Living in the middle of one of the world's driest deserts, between a mile-high pile of rubble and a smoke-spewing refinery, is not everybody's idea of bliss.

But the 2,500 residents of Chuquicamata, one of Chile's only remaining old-fashioned mining camps, are deeply attached to their home and sad they will soon have to leave it to make way for the mine's expansion plans.

"My father worked here 48 years. We go back four generations in Chuquicamata, so you think about that a lot and its painful," said Orlando Zamorano, who has spent more than half of his 54 years living and working at the sun-scorched mine.

Zamorano's home will soon be buried beneath the Atacama Desert, which covers much of northern Chile. The brown desert dirt has already swallowed a hospital and will eventually cover the houses, shops, banks, schools and roads that form the 89-year-old settlement, which locals call a "camp" but which actually resembles a sleepy small town.

Chuquicamata, which means "the tip of the spear" in the language of pre-Columbian Indians who first discovered the deposit, is now the world's second-largest copper mine and is owned by Chile's government.

The adjacent camp will slowly become an underground ghost town in another 10 to 15 years because Codelco, the government company that runs the mine, needs the land to dump waste material from the giant open-pit mine. It has run out of space at its current dump site, a towering ridge of barren rock that is slowly encroaching on the camp.

But pollution is the main reason Chuquicamata must close. Codelco, despite spending millions on new technology, is forced by environmental laws to move the population away from the hazardous emissions of arsenic and sulfur dioxide from its processing plants.

"The fact that my birthplace is going to be under the ground, that Chuquicamata is going to disappear, is pretty devastating. But if we don't do this, then the mine can't continue to exist," said Grineldo Acuna, a union leader who moved to the town of Calama, a 15-minute drive away, years ago to protect his three daughters from the toxins in the air.

After four years of bitter negotiations with unions, Codelco is ready to move the first batch of 847 families early this year to new houses in Calama. The remainder are due to leave the camp by September 2005.

The transfer to Calama marks the end of an era of paternalism in Chilean mining, the lifeblood of the domestic economy and supplier of 30 percent of the world's copper. But for the miners it is the painful end of a sheltered existence.

The system began in 1915, when a U.S. mining firm set up the camp on company land and continued after the mine was nationalized in 1971.

Now one of the world's most competitive copper producers, up against multinationals drawn to Chile for its political and economic stability, Codelco aspires to increase its efficiency. That means no longer providing free housing for its employees or other basic needs such as electricity, water, free schooling for children and even garbage pickup.

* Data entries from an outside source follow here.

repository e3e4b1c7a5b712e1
//! Reference resolution
//!
//! Turns operand tokens into values by reading the host's cells through
//! [`CellLookup`]. Resolution never writes to the lookup.

use crate::error::{FormulaError, FormulaResult};
use crate::evaluator::FormulaValue;
use crate::token::{Literal, Token};
use gridcalc_core::{CellAddress, CellValue};
use std::collections::{BTreeMap, HashMap};
use std::hash::BuildHasher;

/// Read access to the current cell values of a sheet
///
/// Returning `None` means the cell holds nothing; it resolves to
/// [`FormulaValue::Empty`].
pub trait CellLookup {
    fn cell_value(&self, addr: &CellAddress) -> Option<CellValue>;
}

impl<S: BuildHasher> CellLookup for HashMap<CellAddress, CellValue, S> {
    fn cell_value(&self, addr: &CellAddress) -> Option<CellValue> {
        self.get(addr).cloned()
    }
}

impl CellLookup for BTreeMap<CellAddress, CellValue> {
    fn cell_value(&self, addr: &CellAddress) -> Option<CellValue> {
        self.get(addr).cloned()
    }
}

impl<F> CellLookup for F
where
    F: Fn(&CellAddress) -> Option<CellValue>,
{
    fn cell_value(&self, addr: &CellAddress) -> Option<CellValue> {
        self(addr)
    }
}

/// A lookup with no cells, for formulas that reference nothing
#[derive(Debug, Clone, Copy, Default)]
pub struct EmptyLookup;

impl CellLookup for EmptyLookup {
    fn cell_value(&self, _addr: &CellAddress) -> Option<CellValue> {
        None
    }
}

/// Resolve an operand token to its value
///
/// References read one cell; ranges produce a row-major
/// [`FormulaValue::Array`]. Operators, parentheses and function calls are
/// not operands the resolver can handle.
pub fn resolve(token: &Token, lookup: &dyn CellLookup) -> FormulaResult<FormulaValue> {
    match token {
        Token::Value(literal) => Ok(literal_value(literal)),
        Token::Reference(addr) => Ok(lookup
            .cell_value(addr)
            .map(FormulaValue::from)
            .unwrap_or(FormulaValue::Empty)),
        Token::Range(range) => {
            let mut rows = Vec::with_capacity(range.row_count() as usize);
            for row in range.start.row..=range.end.row {
                let mut values = Vec::with_capacity(range.col_count() as usize);
                for col in range.start.col..=range.end.col {
                    let addr = CellAddress::new(row, col);
                    values.push(
                        lookup
                            .cell_value(&addr)
                            .map(FormulaValue::from)
                            .unwrap_or(FormulaValue::Empty),
                    );
                }
                rows.push(values);
            }
            Ok(FormulaValue::Array(rows))
        }
        other => Err(FormulaError::MalformedExpression(format!(
            "'{}' is not an operand",
            other
        ))),
    }
}

fn literal_value(literal: &Literal) -> FormulaValue {
    match literal {
        Literal::Number(n) => FormulaValue::Number(*n),
        Literal::Text(s) => FormulaValue::Text(s.clone()),
        Literal::Boolean(b) => FormulaValue::Boolean(*b),
        Literal::Date(d) => FormulaValue::Date(*d),
        Literal::Null => FormulaValue::Empty,
    }
}
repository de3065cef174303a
pub mod persistence;
pub mod settings;
use chrono::{DateTime, Utc};
use editorial_common::article::{Article, ArticleState, ArticleStatus};
use editorial_common::assignment::{Assignment, AssignmentOutcome, AssignmentRole, NewAssignment};
use editorial_common::schedule::ScheduleEntry;
use editorial_common::{ActorId, ArticleId};

/// A status change and its side effects, applied by the repository as one unit.
///
/// The repository only checks the preconditions and applies the effects;
/// which effects belong to which action is decided by the workflow engine.
#[derive(Debug, Clone)]
pub struct TransitionPlan {
    pub article_id: ArticleId,
    /// Compare-and-swap guard on the current status
    pub allowed_from: &'static [ArticleStatus],
    pub next: ArticleState,
    /// Extra guard: a schedule entry with exactly this publish time must exist
    pub required_schedule: Option<DateTime<Utc>>,
    pub schedule: ScheduleEffect,
    pub assignments: AssignmentEffect,
    pub actor: ActorId,
    pub at: DateTime<Utc>,
}

#[derive(Debug, Clone)]
pub enum ScheduleEffect {
    Keep,
    Create(ScheduleEntry),
    Remove,
}

#[derive(Debug, Clone)]
pub enum AssignmentEffect {
    Keep,
    /// Assign explicitly, superseding the pending assignment for the same role
    Assign(NewAssignment),
    /// Refresh the due date of the pending assignment for the role, or re-assign the
    /// latest previous assignee of that role. Does nothing without any history.
    RefreshOrReassign {
        role: AssignmentRole,
        due_at: Option<DateTime<Utc>>,
    },
    /// Complete the pending assignment for the role, if any
    CompletePending {
        role: AssignmentRole,
        outcome: AssignmentOutcome,
    },
    /// Withdraw every pending assignment of the article
    WithdrawPending,
}

#[derive(Debug, Clone)]
pub struct TransitionOutcome {
    pub previous: ArticleStatus,
    pub article: Article,
    /// The entry deleted by [`ScheduleEffect::Remove`]
    pub removed_schedule: Option<ScheduleEntry>,
    /// Assignments created or resolved by the plan
    pub assignments: Vec<Assignment>,
}
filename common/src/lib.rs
mod domain;
mod infrastructure;

pub mod test_utils;

// Persisted editorial table names

pub const ARTICLES_TABLE: &str = "editorial_articles";
pub const ASSIGNMENTS_TABLE: &str = "editorial_assignments";
pub const SCHEDULE_ENTRIES_TABLE: &str = "editorial_schedule_entries";
pub const DRAFT_SNAPSHOTS_TABLE: &str = "editorial_draft_snapshots";
pub const PUBLISH_EVENTS_TABLE: &str = "editorial_publish_events";
pub const AUDIT_LOG_TABLE: &str = "editorial_audit_log";

// Key used for snapshots of articles that were never saved

pub const NEW_ARTICLE_SNAPSHOT_KEY: &str = "new";

// expose domain module

pub use domain::*;

// expose database module

pub use infrastructure::database;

"It's an enormously protective system," said historian Celia Baros.

"The gringos brought the 'company town' model here and installed it as they knew it, but over time the age of the mine and the rising costs associated with maintaining it and the camp itself obliges Codelco to separate the company from the town," she said.

In its heyday in the 1950s, Chuquicamata's population numbered 24,000 and drew visitors from around the world, including Latin America's revolutionary icon Che Guevara during his 1951 motorcycle tour of South America.

Today, there are about 7,000 workers at the mine but only a third live in the camp, whose quiet streets are lined with drab wooden houses and small stores. Mud-streaked company pickup trucks drive slowly as school children in uniform run carelessly across a street to a playground.

Chuquicamata miners, among the best paid in the country, began gradually moving to Calama in the 1970s to buy their own homes or because the company demanded it.

However, Chuquicamata is still the largest mining camp of its kind remaining in Chile.

The move to Calama is made worse by the fact that for generations the miners have been loath to mingle with the citizens of Calama, a town notorious for crime and prostitution.

Their attitude comes from their status as employees of Codelco, whose copper is fondly called "the wage of Chile" because it provides a steady source of revenue for government social programs.

"They are always making sure others know they are Codelco miners . . . it's like a caste system almost," Baros said.

Even young ones would prefer to stay in Chuquicamata, which has no movie theater or bar, than move to Calama.

"There isn't much to do here but we like the peace and quiet. People are nice to each other and there are never any problems. That's what we're most going to miss the most," said 27-year-old Jethro Elizalde.

The expansion of the Chuquicamata copper mine in northern Chile's Atacama Desert is forcing residents to move from their beloved 89-year old settlement.